* **ASSIGNMENT**
Counting only lines of the listing below that hold the word "method", give the total and nothing else.

### RAW DATA

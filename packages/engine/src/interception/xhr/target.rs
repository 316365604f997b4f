// packages/engine/src/interception/xhr/target.rs
//! Reified XHR interface
//!
//! Every method and property of [`XmlHttpRequest`] is expressed as a value so
//! a [`CallProxy`] can route it through hooks. The proxy itself implements
//! [`XmlHttpRequest`], which is what callers of an intercepted constructor
//! receive.

use crate::interception::xhr::body::{ResponseType, XhrResponseBody, XmlDocument};
use crate::interception::xhr::events::{XhrEventKind, XhrListener};
use crate::interception::xhr::{ReadyState, XmlHttpRequest};
use crate::utils::errors::{InterceptError, Result};
use crate::utils::proxy::{CallProxy, ProxyTarget};
use bytes::Bytes;
use std::fmt;
use std::sync::Arc;

/// A method call on an XHR instance
pub enum XhrCall {
    Open { method: String, url: String },
    SetRequestHeader { name: String, value: String },
    Send(Option<Bytes>),
    Abort,
    AddEventListener(XhrEventKind, XhrListener),
    RemoveEventListener(XhrEventKind, XhrListener),
    GetResponseHeader(String),
    GetAllResponseHeaders,
}

impl fmt::Debug for XhrCall {
    fn fmt(&self, f: &mut fmt::Formatter<'_>) -> fmt::Result {
        match self {
            Self::Open { method, url } => write!(f, "Open({} {})", method, url),
            Self::SetRequestHeader { name, value } => {
                write!(f, "SetRequestHeader({}: {})", name, value)
            }
            Self::Send(body) => write!(f, "Send({} bytes)", body.as_ref().map_or(0, |b| b.len())),
            Self::Abort => f.write_str("Abort"),
            Self::AddEventListener(kind, _) => write!(f, "AddEventListener({})", kind),
            Self::RemoveEventListener(kind, _) => write!(f, "RemoveEventListener({})", kind),
            Self::GetResponseHeader(name) => write!(f, "GetResponseHeader({})", name),
            Self::GetAllResponseHeaders => f.write_str("GetAllResponseHeaders"),
        }
    }
}

/// Return value of an [`XhrCall`]
#[derive(Debug, Clone, PartialEq)]
pub enum XhrOutput {
    Unit,
    Header(Option<String>),
    Headers(String),
}

/// Readable properties of an XHR instance
#[derive(Debug, Clone, Copy, PartialEq, Eq, Hash)]
pub enum XhrProperty {
    ReadyState,
    Status,
    StatusText,
    ResponseUrl,
    ResponseType,
    WithCredentials,
    Response,
    ResponseText,
    ResponseXml,
    /// Raw body bytes
    ResponseBytes,
    /// The `on<event>` handler
    Handler(XhrEventKind),
}

/// Property values
#[derive(Clone)]
pub enum XhrValue {
    ReadyState(ReadyState),
    Status(u16),
    Text(String),
    ResponseType(ResponseType),
    Bool(bool),
    Body(XhrResponseBody),
    Document(Option<XmlDocument>),
    Bytes(Bytes),
    Handler(Option<XhrListener>),
}

impl fmt::Debug for XhrValue {
    fn fmt(&self, f: &mut fmt::Formatter<'_>) -> fmt::Result {
        match self {
            Self::ReadyState(state) => write!(f, "ReadyState({:?})", state),
            Self::Status(status) => write!(f, "Status({})", status),
            Self::Text(text) => write!(f, "Text({:?})", text),
            Self::ResponseType(rt) => write!(f, "ResponseType({:?})", rt),
            Self::Bool(value) => write!(f, "Bool({})", value),
            Self::Body(body) => write!(f, "Body({:?})", body),
            Self::Document(document) => write!(f, "Document({:?})", document),
            Self::Bytes(bytes) => write!(f, "Bytes({} bytes)", bytes.len()),
            Self::Handler(handler) => write!(f, "Handler(set: {})", handler.is_some()),
        }
    }
}

fn mismatch(property: XhrProperty, value: &XhrValue) -> InterceptError {
    InterceptError::InvalidState(format!("cannot assign {:?} to {:?}", value, property))
}

impl<'a> ProxyTarget for Arc<dyn XmlHttpRequest + 'a> {
    type Call = XhrCall;
    type Output = Result<XhrOutput>;
    type Property = XhrProperty;
    type Value = XhrValue;

    fn invoke(&self, call: XhrCall) -> Result<XhrOutput> {
        match call {
            XhrCall::Open { method, url } => self.open(&method, &url).map(|_| XhrOutput::Unit),
            XhrCall::SetRequestHeader { name, value } => self
                .set_request_header(&name, &value)
                .map(|_| XhrOutput::Unit),
            XhrCall::Send(body) => self.send(body).map(|_| XhrOutput::Unit),
            XhrCall::Abort => {
                self.abort();
                Ok(XhrOutput::Unit)
            }
            XhrCall::AddEventListener(kind, listener) => {
                self.add_event_listener(kind, listener);
                Ok(XhrOutput::Unit)
            }
            XhrCall::RemoveEventListener(kind, listener) => {
                self.remove_event_listener(kind, &listener);
                Ok(XhrOutput::Unit)
            }
            XhrCall::GetResponseHeader(name) => {
                Ok(XhrOutput::Header(self.get_response_header(&name)))
            }
            XhrCall::GetAllResponseHeaders => Ok(XhrOutput::Headers(self.get_all_response_headers())),
        }
    }

    fn get(&self, property: XhrProperty) -> Result<XhrValue> {
        Ok(match property {
            XhrProperty::ReadyState => XhrValue::ReadyState(self.ready_state()),
            XhrProperty::Status => XhrValue::Status(self.status()),
            XhrProperty::StatusText => XhrValue::Text(self.status_text()),
            XhrProperty::ResponseUrl => XhrValue::Text(self.response_url()),
            XhrProperty::ResponseType => XhrValue::ResponseType(self.response_type()),
            XhrProperty::WithCredentials => XhrValue::Bool(self.with_credentials()),
            XhrProperty::Response => XhrValue::Body(self.response()?),
            XhrProperty::ResponseText => XhrValue::Text(self.response_text()?),
            XhrProperty::ResponseXml => XhrValue::Document(self.response_xml()?),
            XhrProperty::ResponseBytes => XhrValue::Bytes(self.response_bytes()),
            XhrProperty::Handler(kind) => XhrValue::Handler(self.handler(kind)),
        })
    }

    fn set(&self, property: XhrProperty, value: XhrValue) -> Result<bool> {
        match (property, value) {
            (XhrProperty::ResponseType, XhrValue::ResponseType(rt)) => {
                self.set_response_type(rt)?;
                Ok(true)
            }
            (XhrProperty::WithCredentials, XhrValue::Bool(value)) => {
                self.set_with_credentials(value)?;
                Ok(true)
            }
            (XhrProperty::Handler(kind), XhrValue::Handler(handler)) => {
                self.set_handler(kind, handler);
                Ok(true)
            }
            (XhrProperty::ResponseType, value)
            | (XhrProperty::WithCredentials, value)
            | (XhrProperty::Handler(_), value) => Err(mismatch(property, &value)),
            // Read-only on the target
            _ => Ok(false),
        }
    }
}

impl XmlHttpRequest for CallProxy<Arc<dyn XmlHttpRequest>> {
    fn open(&self, method: &str, url: &str) -> Result<()> {
        self.call(XhrCall::Open {
            method: method.to_string(),
            url: url.to_string(),
        })
        .map(|_| ())
    }

    fn set_request_header(&self, name: &str, value: &str) -> Result<()> {
        self.call(XhrCall::SetRequestHeader {
            name: name.to_string(),
            value: value.to_string(),
        })
        .map(|_| ())
    }

    fn send(&self, body: Option<Bytes>) -> Result<()> {
        self.call(XhrCall::Send(body)).map(|_| ())
    }

    fn abort(&self) {
        let _ = self.call(XhrCall::Abort);
    }

    fn add_event_listener(&self, kind: XhrEventKind, listener: XhrListener) {
        let _ = self.call(XhrCall::AddEventListener(kind, listener));
    }

    fn remove_event_listener(&self, kind: XhrEventKind, listener: &XhrListener) {
        let _ = self.call(XhrCall::RemoveEventListener(kind, Arc::clone(listener)));
    }

    fn set_handler(&self, kind: XhrEventKind, handler: Option<XhrListener>) {
        let _ = self.set(XhrProperty::Handler(kind), XhrValue::Handler(handler));
    }

    fn handler(&self, kind: XhrEventKind) -> Option<XhrListener> {
        match self.get(XhrProperty::Handler(kind)) {
            Ok(XhrValue::Handler(handler)) => handler,
            _ => self.target().handler(kind),
        }
    }

    fn get_response_header(&self, name: &str) -> Option<String> {
        match self.call(XhrCall::GetResponseHeader(name.to_string())) {
            Ok(XhrOutput::Header(value)) => value,
            _ => None,
        }
    }

    fn get_all_response_headers(&self) -> String {
        match self.call(XhrCall::GetAllResponseHeaders) {
            Ok(XhrOutput::Headers(raw)) => raw,
            _ => String::new(),
        }
    }

    fn ready_state(&self) -> ReadyState {
        match self.get(XhrProperty::ReadyState) {
            Ok(XhrValue::ReadyState(state)) => state,
            _ => self.target().ready_state(),
        }
    }

    fn status(&self) -> u16 {
        match self.get(XhrProperty::Status) {
            Ok(XhrValue::Status(status)) => status,
            _ => self.target().status(),
        }
    }

    fn status_text(&self) -> String {
        match self.get(XhrProperty::StatusText) {
            Ok(XhrValue::Text(text)) => text,
            _ => self.target().status_text(),
        }
    }

    fn response_url(&self) -> String {
        match self.get(XhrProperty::ResponseUrl) {
            Ok(XhrValue::Text(url)) => url,
            _ => self.target().response_url(),
        }
    }

    fn response_type(&self) -> ResponseType {
        match self.get(XhrProperty::ResponseType) {
            Ok(XhrValue::ResponseType(rt)) => rt,
            _ => self.target().response_type(),
        }
    }

    fn set_response_type(&self, response_type: ResponseType) -> Result<()> {
        self.set(XhrProperty::ResponseType, XhrValue::ResponseType(response_type))
    }

    fn with_credentials(&self) -> bool {
        match self.get(XhrProperty::WithCredentials) {
            Ok(XhrValue::Bool(value)) => value,
            _ => self.target().with_credentials(),
        }
    }

    fn set_with_credentials(&self, with_credentials: bool) -> Result<()> {
        self.set(XhrProperty::WithCredentials, XhrValue::Bool(with_credentials))
    }

    fn response(&self) -> Result<XhrResponseBody> {
        match self.get(XhrProperty::Response)? {
            XhrValue::Body(body) => Ok(body),
            other => Err(mismatch(XhrProperty::Response, &other)),
        }
    }

    fn response_text(&self) -> Result<String> {
        match self.get(XhrProperty::ResponseText)? {
            XhrValue::Text(text) => Ok(text),
            other => Err(mismatch(XhrProperty::ResponseText, &other)),
        }
    }

    fn response_xml(&self) -> Result<Option<XmlDocument>> {
        match self.get(XhrProperty::ResponseXml)? {
            XhrValue::Document(document) => Ok(document),
            other => Err(mismatch(XhrProperty::ResponseXml, &other)),
        }
    }

    fn response_bytes(&self) -> Bytes {
        match self.get(XhrProperty::ResponseBytes) {
            Ok(XhrValue::Bytes(bytes)) => bytes,
            _ => self.target().response_bytes(),
        }
    }
}

#[cfg(test)]
mod tests {
    use super::*;
    use crate::interception::fetch::FetchClient;
    use crate::interception::xhr::backend::FetchXhr;
    use crate::message::{Request, Response};
    use crate::utils::proxy::PropertySource;
    use async_trait::async_trait;

    struct NoopClient;

    #[async_trait]
    impl FetchClient for NoopClient {
        async fn fetch(&self, _request: Request) -> Result<Response> {
            Ok(Response::new(""))
        }
    }

    fn transparent() -> CallProxy<Arc<dyn XmlHttpRequest>> {
        let real: Arc<dyn XmlHttpRequest> = FetchXhr::new(Arc::new(NoopClient));
        CallProxy::transparent(real)
    }

    #[test]
    fn test_transparent_proxy_forwards() {
        let proxy = transparent();
        proxy.open("GET", "http://x/").unwrap();
        assert_eq!(proxy.ready_state(), ReadyState::Opened);
        assert_eq!(proxy.target().ready_state(), ReadyState::Opened);
        assert_eq!(proxy.get_response_header("x"), None);
    }

    #[test]
    fn test_writable_properties_reach_the_target() {
        let proxy = transparent();
        proxy.set_response_type(ResponseType::Json).unwrap();
        proxy.set_with_credentials(true).unwrap();

        assert_eq!(proxy.property_source(XhrProperty::ResponseType), PropertySource::Target);
        assert_eq!(proxy.target().response_type(), ResponseType::Json);
        assert!(proxy.target().with_credentials());
    }

    #[test]
    fn test_read_only_properties_are_shadowed() {
        let proxy = transparent();
        proxy
            .set(XhrProperty::Status, XhrValue::Status(418))
            .unwrap();
        assert_eq!(proxy.status(), 418);
        assert_eq!(proxy.target().status(), 0);
    }

    #[test]
    fn test_mismatched_value_is_rejected() {
        let proxy = transparent();
        let err = proxy
            .set(XhrProperty::ResponseType, XhrValue::Bool(true))
            .unwrap_err();
        assert!(matches!(err, InterceptError::InvalidState(_)));
    }
}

######

* **WRITTEN RESPONSE**
7